There's something extremely powerful about the relationship between distance and love. In the past, Chikezie and I always grew stronger when there was distance between us. Maybe that's how you know it's true love? When you can leave someone and still miss them and grow closer to them in that distance.
I've felt this same closeness with friends over the past few years as we've moved from city to city, from state to state. I have probably three or four friends who I keep in contact with, in ways other than social media stalking. Friends who reach out to me when it's been awhile, who call every couple of months to catch up. Distance is truly a test of love.
I was a little apprehensive in the days leading up to our trip to Australia. I was going to be leaving the boys for longer than I'd left them their whole life. It's not a two or three day trip that just as you start to miss them, you're reunited once again and the pains of distance are eased. This was going to be 11 days and about 8000 miles-the farthest I've been from anyone I've loved, let alone two pieces of my heart.

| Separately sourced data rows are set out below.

impl<T> TimeoutContext<T> for std::io::Result<T> {
    fn context_read_timeout(self) -> Result<T> {
        use snafu::ResultExt;
        self.context(crate::association::SetReadTimeoutSnafu)
    }

    fn context_write_timeout(self) -> Result<T> {
        use snafu::ResultExt;
        self.context(crate::association::SetWriteTimeoutSnafu)
    }
}

/// A DICOM upper level association from the perspective
/// of an accepting application entity.
///
/// The most common operations of an established association are
/// [`send`](Self::send) and [`receive`](Self::receive).
/// Sending large P-Data fragments may be easier through the P-Data
/// sender abstraction (see [`send_pdata`](Self::send_pdata)).
///
/// When the value falls out of scope,
/// the program will shut down the underlying TCP connection.
#[derive(Debug)]
pub struct ServerAssociation {
    /// The negotiated presentation contexts
    presentation_contexts: Vec<PresentationContextNegotiated>,
    /// The maximum PDU length that the remote application entity accepts
    peer_max_pdu_length: u32,
    /// The maximum PDU length that this application entity accepts
    max_pdu_length: u32,
    /// The TCP stream to the other DICOM node
    socket: TcpStream,
    /// The application entity title of the other DICOM node
    peer_ae_title: String,
    /// Reusable buffer for sending PDUs on the wire
    write_buffer: Vec<u8>,
    /// whether to receive PDUs in strict mode
    strict: bool,
    /// Read buffer from the socket
    read_buffer: BytesMut,
    /// The ARTIM timer expiry, applied while releasing
    artim_timeout: Duration,
    /// Whether the association has already been closed
    closed: bool,
}

impl ServerAssociation {
    /// Obtain a view of the negotiated presentation contexts.
    pub fn presentation_contexts(&self) -> &[PresentationContextNegotiated] {
        &self.presentation_contexts
    }

    /// Obtain the remote DICOM node's application entity title.
    pub fn peer_ae_title(&self) -> &str {
        &self.peer_ae_title
    }

    /// Retrieve the maximum PDU length admitted by the peer node.
    pub fn peer_max_pdu_length(&self) -> u32 {
        self.peer_max_pdu_length
    }

    /// Send a PDU message to the other intervenient.
    pub fn send(&mut self, msg: &Pdu) -> Result<()> {
        send_pdu_to_wire(&mut self.socket, &mut self.write_buffer, msg)
    }

    /// Read a PDU message from the other intervenient.
    pub fn receive(&mut self) -> Result<Pdu> {
        read_pdu_from_wire(
            &mut self.socket,
            &mut self.read_buffer,
            self.max_pdu_length,
            self.strict,
        )
    }

    /// Obtain a writer which fragments an outgoing DIMSE message
    /// stream into presentation data values, each not exceeding
    /// the negotiated maximum PDU size.
    pub fn send_pdata(
        &mut self,
        presentation_context_id: u8,
        value_type: PDataValueType,
    ) -> PDataWriter<&mut TcpStream> {
        PDataWriter::new(
            &mut self.socket,
            presentation_context_id,
            value_type,
            self.peer_max_pdu_length.min(self.max_pdu_length),
        )
    }

    /// Gracefully release the association from this side.
    ///
    /// The ARTIM timer applies while waiting for the release response;
    /// on expiry, the association is aborted.
    pub fn release(&mut self) -> Result<()> {
        if self.closed {
            return Ok(());
        }
        self.send(&Pdu::ReleaseRQ)?;
        self.socket
            .set_read_timeout(Some(self.artim_timeout))
            .context_read_timeout()?;

        let out = loop {
            match self.receive() {
                Ok(Pdu::ReleaseRP) => break Ok(()),
                Ok(Pdu::AbortRQ { .. }) => break AbortedSnafu.fail(),
                Ok(pdu) => {
                    tracing::debug!("discarding {} during release", pdu.short_description());
                }
                Err(e @ Error::ArtimTimeout { .. }) => {
                    abort_and_shutdown(
                        &mut self.socket,
                        provider_abort(AbortRQServiceProviderReason::ReasonNotSpecified),
                    );
                    self.closed = true;
                    return Err(e);
                }
                Err(e) => break Err(e),
            }
        };

        let _ = self.socket.shutdown(std::net::Shutdown::Both);
        self.closed = true;
        out
    }

    /// Reply to a received release request and close the association.
    pub fn confirm_release(&mut self) -> Result<()> {
        let out = self.send(&Pdu::ReleaseRP);
        let _ = self.socket.shutdown(std::net::Shutdown::Both);
        self.closed = true;
        out
    }

    /// Abort the association immediately:
    /// an A-ABORT is sent and the transport is closed.
    pub fn abort(&mut self) -> Result<()> {
        if self.closed {
            return Ok(());
        }
        let out = self.send(&Pdu::AbortRQ {
            source: provider_abort(AbortRQServiceProviderReason::ReasonNotSpecified),
        });
        let _ = self.socket.shutdown(std::net::Shutdown::Both);
        self.closed = true;
        out
    }

    /// Mark the association as closed without sending further PDUs,
    /// shutting the transport down.
    pub fn close(&mut self) {
        let _ = self.socket.shutdown(std::net::Shutdown::Both);
        self.closed = true;
    }
}

impl Drop for ServerAssociation {
    fn drop(&mut self) {
        if !self.closed {
            let _ = self.socket.shutdown(std::net::Shutdown::Both);
        }
    }
}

The distance was necessary, we needed our distance from the boys as we were both starting to get a little burnt out. We don't live where grandparents can regularly take the kids so mom and dad can have a break. It's just us. We've been lucky this year to live near two of the boys' aunts for the occasional date night out, but a real break? We've never had one.
We didn't have a honeymoon. We've never taken a long vacation together in the 8 1/2 years we've been together. (oh my gosh, it's been that long?) I really needed to miss my children. I needed to really miss them. Chikezie and I needed to be alone, we needed to have nights out where we didn't have to worry about a babysitter. We needed an adventure.

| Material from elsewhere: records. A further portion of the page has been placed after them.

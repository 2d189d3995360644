//! Declaration and implementation of the primitive (non-container)
//! element value.
//!
//! Primitive values own the raw bytes of the element exactly as they
//! travel in a data set, already normalized to little endian for numeric
//! representations and stripped of trailing padding for textual ones.
//! Interpretation is on demand: textual access goes through the active
//! character set (applied by a higher layer), numeric access reinterprets
//! the buffer at the width of the element's VR.

use snafu::Snafu;
use std::fmt;

/// An error raised when interpreting a primitive value
/// under an incompatible shape.
#[derive(Debug, Snafu)]
#[snafu(visibility(pub))]
#[non_exhaustive]
pub enum CastValueError {
    /// The value is not textual.
    #[snafu(display("value of kind {:?} is not textual", kind))]
    NotString { kind: ValueKind },

    /// The value is not numeric.
    #[snafu(display("value of kind {:?} is not numeric", kind))]
    NotNumeric { kind: ValueKind },

    /// The buffer does not hold a whole number of values
    /// at the requested width.
    #[snafu(display("buffer of {} bytes does not divide into values of {} bytes", len, width))]
    Misaligned { len: usize, width: usize },

    /// The raw text is not valid for the expected character repertoire.
    #[snafu(display("text is not valid in the default character repertoire"))]
    InvalidText,
}

pub type Result<T, E = CastValueError> = std::result::Result<T, E>;

/// The kind of data held in a primitive value.
#[derive(Debug, Copy, Clone, Eq, PartialEq, Hash)]
pub enum ValueKind {
    /// No value.
    Empty,
    /// Textual data, decoded through the active specific character set.
    Str,
    /// Binary numeric data in little endian byte order.
    Num,
    /// Opaque binary data.
    Bin,
}

/// A primitive DICOM element value: raw bytes tagged with their kind.
///
/// Values of multiplicity greater than one are kept in their wire form:
/// `\`-separated for textual representations, contiguous fixed-width
/// records for numeric ones.
#[derive(Clone, PartialEq)]
pub enum PrimitiveValue {
    /// An empty value (zero length).
    Empty,
    /// Raw textual data in the data set's character set,
    /// without trailing padding.
    Str(Vec<u8>),
    /// Raw numeric data, little endian.
    Num(Vec<u8>),
    /// Raw opaque data.
    Bin(Vec<u8>),
}

impl PrimitiveValue {
    /// The kind of data held in this value.
    pub fn kind(&self) -> ValueKind {
        match self {
            PrimitiveValue::Empty => ValueKind::Empty,
            PrimitiveValue::Str(_) => ValueKind::Str,
            PrimitiveValue::Num(_) => ValueKind::Num,
            PrimitiveValue::Bin(_) => ValueKind::Bin,
        }
    }

    /// The number of raw bytes owned by this value, before padding.
    pub fn len(&self) -> usize {
        self.as_bytes().len()
    }

    /// Whether the value holds no bytes.
    pub fn is_empty(&self) -> bool {
        self.as_bytes().is_empty()
    }

    /// A view of the value's raw bytes.
    pub fn as_bytes(&self) -> &[u8] {
        match self {
            PrimitiveValue::Empty => &[],
            PrimitiveValue::Str(data) | PrimitiveValue::Num(data) | PrimitiveValue::Bin(data) => {
                data
            }
        }
    }

    /// Take the value's raw bytes.
    pub fn into_bytes(self) -> Vec<u8> {
        match self {
            PrimitiveValue::Empty => Vec::new(),
            PrimitiveValue::Str(data) | PrimitiveValue::Num(data) | PrimitiveValue::Bin(data) => {
                data
            }
        }
    }

    /// Construct a textual value from a string,
    /// storing its bytes verbatim. The caller is responsible for
    /// providing text in the data set's character set.
    pub fn from_text(text: impl AsRef<str>) -> Self {
        let text = text.as_ref();
        if text.is_empty() {
            PrimitiveValue::Empty
        } else {
            PrimitiveValue::Str(text.as_bytes().to_vec())
        }
    }

    /// Construct an opaque binary value.
    pub fn from_bytes(data: impl Into<Vec<u8>>) -> Self {
        let data = data.into();
        if data.is_empty() {
            PrimitiveValue::Empty
        } else {
            PrimitiveValue::Bin(data)
        }
    }

    /// Construct a numeric value from 16-bit unsigned integers.
    pub fn from_u16_slice(values: &[u16]) -> Self {
        let mut data = Vec::with_capacity(values.len() * 2);
        for v in values {
            data.extend_from_slice(&v.to_le_bytes());
        }
        PrimitiveValue::Num(data)
    }

    /// Construct a numeric value from 16-bit signed integers.
    pub fn from_i16_slice(values: &[i16]) -> Self {
        let mut data = Vec::with_capacity(values.len() * 2);
        for v in values {
            data.extend_from_slice(&v.to_le_bytes());
        }
        PrimitiveValue::Num(data)
    }

    /// Construct a numeric value from 32-bit unsigned integers.
    pub fn from_u32_slice(values: &[u32]) -> Self {
        let mut data = Vec::with_capacity(values.len() * 4);
        for v in values {
            data.extend_from_slice(&v.to_le_bytes());
        }
        PrimitiveValue::Num(data)
    }

    /// Construct a numeric value from 32-bit signed integers.
    pub fn from_i32_slice(values: &[i32]) -> Self {
        let mut data = Vec::with_capacity(values.len() * 4);
        for v in values {
            data.extend_from_slice(&v.to_le_bytes());
        }
        PrimitiveValue::Num(data)
    }

    /// Construct a numeric value from 64-bit unsigned integers.
    pub fn from_u64_slice(values: &[u64]) -> Self {
        let mut data = Vec::with_capacity(values.len() * 8);
        for v in values {
            data.extend_from_slice(&v.to_le_bytes());
        }
        PrimitiveValue::Num(data)
    }

    /// Construct a numeric value from single precision floats.
    pub fn from_f32_slice(values: &[f32]) -> Self {
        let mut data = Vec::with_capacity(values.len() * 4);
        for v in values {
            data.extend_from_slice(&v.to_le_bytes());
        }
        PrimitiveValue::Num(data)
    }

    /// Construct a numeric value from double precision floats.
    pub fn from_f64_slice(values: &[f64]) -> Self {
        let mut data = Vec::with_capacity(values.len() * 8);
        for v in values {
            data.extend_from_slice(&v.to_le_bytes());
        }
        PrimitiveValue::Num(data)
    }

    /// Read the raw text as a string in the default character repertoire.
    ///
    /// This is suitable for representations which never leave ASCII,
    /// such as `UI`, `CS`, `DA` and `TM`. Text in other character sets
    /// should be decoded through the respective codec instead.
    pub fn string(&self) -> Result<&str> {
        match self {
            PrimitiveValue::Empty => Ok(""),
            PrimitiveValue::Str(data) => std::str::from_utf8(data).map_err(|_| InvalidTextSnafu.build()),
            other => NotStringSnafu { kind: other.kind() }.fail(),
        }
    }

    /// Read the raw text split by the standard value delimiter.
    pub fn strings(&self) -> Result<Vec<&str>> {
        Ok(self.string()?.split('\\').collect())
    }

    /// Read the first value as a 16-bit unsigned integer.
    pub fn uint16(&self) -> Result<u16> {
        self.numeric_chunk(2, 0)
            .map(|b| u16::from_le_bytes([b[0], b[1]]))
    }

    /// Read all values as 16-bit unsigned integers.
    pub fn uint16_all(&self) -> Result<Vec<u16>> {
        self.numeric_chunks(2)
            .map(|chunks| chunks.map(|b| u16::from_le_bytes([b[0], b[1]])).collect())
    }

    /// Read the first value as a 16-bit signed integer.
    pub fn int16(&self) -> Result<i16> {
        self.numeric_chunk(2, 0)
            .map(|b| i16::from_le_bytes([b[0], b[1]]))
    }

    /// Read the first value as a 32-bit unsigned integer.
    pub fn uint32(&self) -> Result<u32> {
        self.numeric_chunk(4, 0)
            .map(|b| u32::from_le_bytes([b[0], b[1], b[2], b[3]]))
    }

    /// Read all values as 32-bit unsigned integers.
    pub fn uint32_all(&self) -> Result<Vec<u32>> {
        self.numeric_chunks(4).map(|chunks| {
            chunks
                .map(|b| u32::from_le_bytes([b[0], b[1], b[2], b[3]]))
                .collect()
        })
    }

    /// Read the first value as a 32-bit signed integer.
    pub fn int32(&self) -> Result<i32> {
        self.numeric_chunk(4, 0)
            .map(|b| i32::from_le_bytes([b[0], b[1], b[2], b[3]]))
    }

    /// Read all values as 64-bit unsigned integers.
    pub fn uint64_all(&self) -> Result<Vec<u64>> {
        self.numeric_chunks(8).map(|chunks| {
            chunks
                .map(|b| {
                    u64::from_le_bytes([b[0], b[1], b[2], b[3], b[4], b[5], b[6], b[7]])
                })
                .collect()
        })
    }

    /// Read the first value as a single precision float.
    pub fn float32(&self) -> Result<f32> {
        self.numeric_chunk(4, 0)
            .map(|b| f32::from_le_bytes([b[0], b[1], b[2], b[3]]))
    }

    /// Read the first value as a double precision float.
    pub fn float64(&self) -> Result<f64> {
        self.numeric_chunk(8, 0)
            .map(|b| f64::from_le_bytes([b[0], b[1], b[2], b[3], b[4], b[5], b[6], b[7]]))
    }

    /// Interpret an `IS` value as a 32-bit signed integer.
    pub fn to_int(&self) -> Result<i32> {
        self.string()?
            .trim()
            .parse()
            .map_err(|_| InvalidTextSnafu.build())
    }

    fn numeric_data(&self) -> Result<&[u8]> {
        match self {
            PrimitiveValue::Num(data) => Ok(data),
            // opaque data may be reinterpreted, e.g. OB pixel samples
            PrimitiveValue::Bin(data) => Ok(data),
            PrimitiveValue::Empty => Ok(&[]),
            other => NotNumericSnafu { kind: other.kind() }.fail(),
        }
    }

    fn numeric_chunk(&self, width: usize, index: usize) -> Result<&[u8]> {
        let data = self.numeric_data()?;
        data.chunks_exact(width).nth(index).ok_or_else(|| {
            MisalignedSnafu {
                len: data.len(),
                width,
            }
            .build()
        })
    }

    fn numeric_chunks(&self, width: usize) -> Result<std::slice::ChunksExact<'_, u8>> {
        let data = self.numeric_data()?;
        if data.len() % width != 0 {
            return MisalignedSnafu {
                len: data.len(),
                width,
            }
            .fail();
        }
        Ok(data.chunks_exact(width))
    }
}

impl fmt::Debug for PrimitiveValue {
    fn fmt(&self, f: &mut fmt::Formatter) -> fmt::Result {
        match self {
            PrimitiveValue::Empty => f.write_str("Empty"),
            PrimitiveValue::Str(data) => match std::str::from_utf8(data) {
                Ok(text) => write!(f, "Str({:?})", text),
                Err(_) => write!(f, "Str({} raw bytes)", data.len()),
            },
            PrimitiveValue::Num(data) => write!(f, "Num({} bytes)", data.len()),
            PrimitiveValue::Bin(data) => write!(f, "Bin({} bytes)", data.len()),
        }
    }
}

impl From<&str> for PrimitiveValue {
    fn from(text: &str) -> Self {
        PrimitiveValue::from_text(text)
    }
}

impl From<String> for PrimitiveValue {
    fn from(text: String) -> Self {
        if text.is_empty() {
            PrimitiveValue::Empty
        } else {
            PrimitiveValue::Str(text.into_bytes())
        }
    }
}

impl From<u16> for PrimitiveValue {
    fn from(value: u16) -> Self {
        PrimitiveValue::from_u16_slice(&[value])
    }
}

impl From<i16> for PrimitiveValue {
    fn from(value: i16) -> Self {
        PrimitiveValue::from_i16_slice(&[value])
    }
}

impl From<u32> for PrimitiveValue {
    fn from(value: u32) -> Self {
        PrimitiveValue::from_u32_slice(&[value])
    }
}

impl From<i32> for PrimitiveValue {
    fn from(value: i32) -> Self {
        PrimitiveValue::from_i32_slice(&[value])
    }
}

impl From<f32> for PrimitiveValue {
    fn from(value: f32) -> Self {
        PrimitiveValue::from_f32_slice(&[value])
    }
}

impl From<f64> for PrimitiveValue {
    fn from(value: f64) -> Self {
        PrimitiveValue::from_f64_slice(&[value])
    }
}

#[cfg(test)]
mod tests {
    use super::*;

    #[test]
    fn string_round_trip() {
        let v = PrimitiveValue::from_text("DOE^JOHN");
        assert_eq!(v.string().unwrap(), "DOE^JOHN");
        assert_eq!(v.len(), 8);
    }

    #[test]
    fn multi_valued_strings() {
        let v = PrimitiveValue::from_text("ORIGINAL\\PRIMARY");
        assert_eq!(v.strings().unwrap(), vec!["ORIGINAL", "PRIMARY"]);
    }

    #[test]
    fn numeric_access_is_little_endian() {
        let v = PrimitiveValue::Num(vec![0x34, 0x12, 0x78, 0x56]);
        assert_eq!(v.uint16().unwrap(), 0x1234);
        assert_eq!(v.uint16_all().unwrap(), vec![0x1234, 0x5678]);
        assert_eq!(v.uint32().unwrap(), 0x5678_1234);
    }

    #[test]
    fn misaligned_numeric_access_fails() {
        let v = PrimitiveValue::Num(vec![0x00, 0x01, 0x02]);
        assert!(v.uint16_all().is_err());
        assert!(v.uint32().is_err());
    }

    #[test]
    fn from_slice_constructors() {
        assert_eq!(
            PrimitiveValue::from_u16_slice(&[0x0102]).as_bytes(),
            &[0x02, 0x01]
        );
        assert_eq!(
            PrimitiveValue::from_u32_slice(&[1]).as_bytes(),
            &[1, 0, 0, 0]
        );
    }
}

Throughout the trip, we'd occasionally bring up something the boys did, or how much we missed them and then quickly changed the subject. We didn't call home for check ups, we didn't skype or have any phone conversations- it was a complete cut off. We filled our days with dates. We had 11 days of dates to make up for the three years we've fallen behind. We talked more than we have in a long time, because we weren't too exhausted or stressed to do so. There were moments I was so busy living that I completely forgot about it all.
By the 10th day, I was ready to go home. I missed them more than I've ever missed anyone. I needed nuzzle my nose into their necks and feel their soft skin. I wanted to have our bedtime routine, I needed to hear the word, "mommy" come from their sweet voices. Distance does make the heart grow fonder.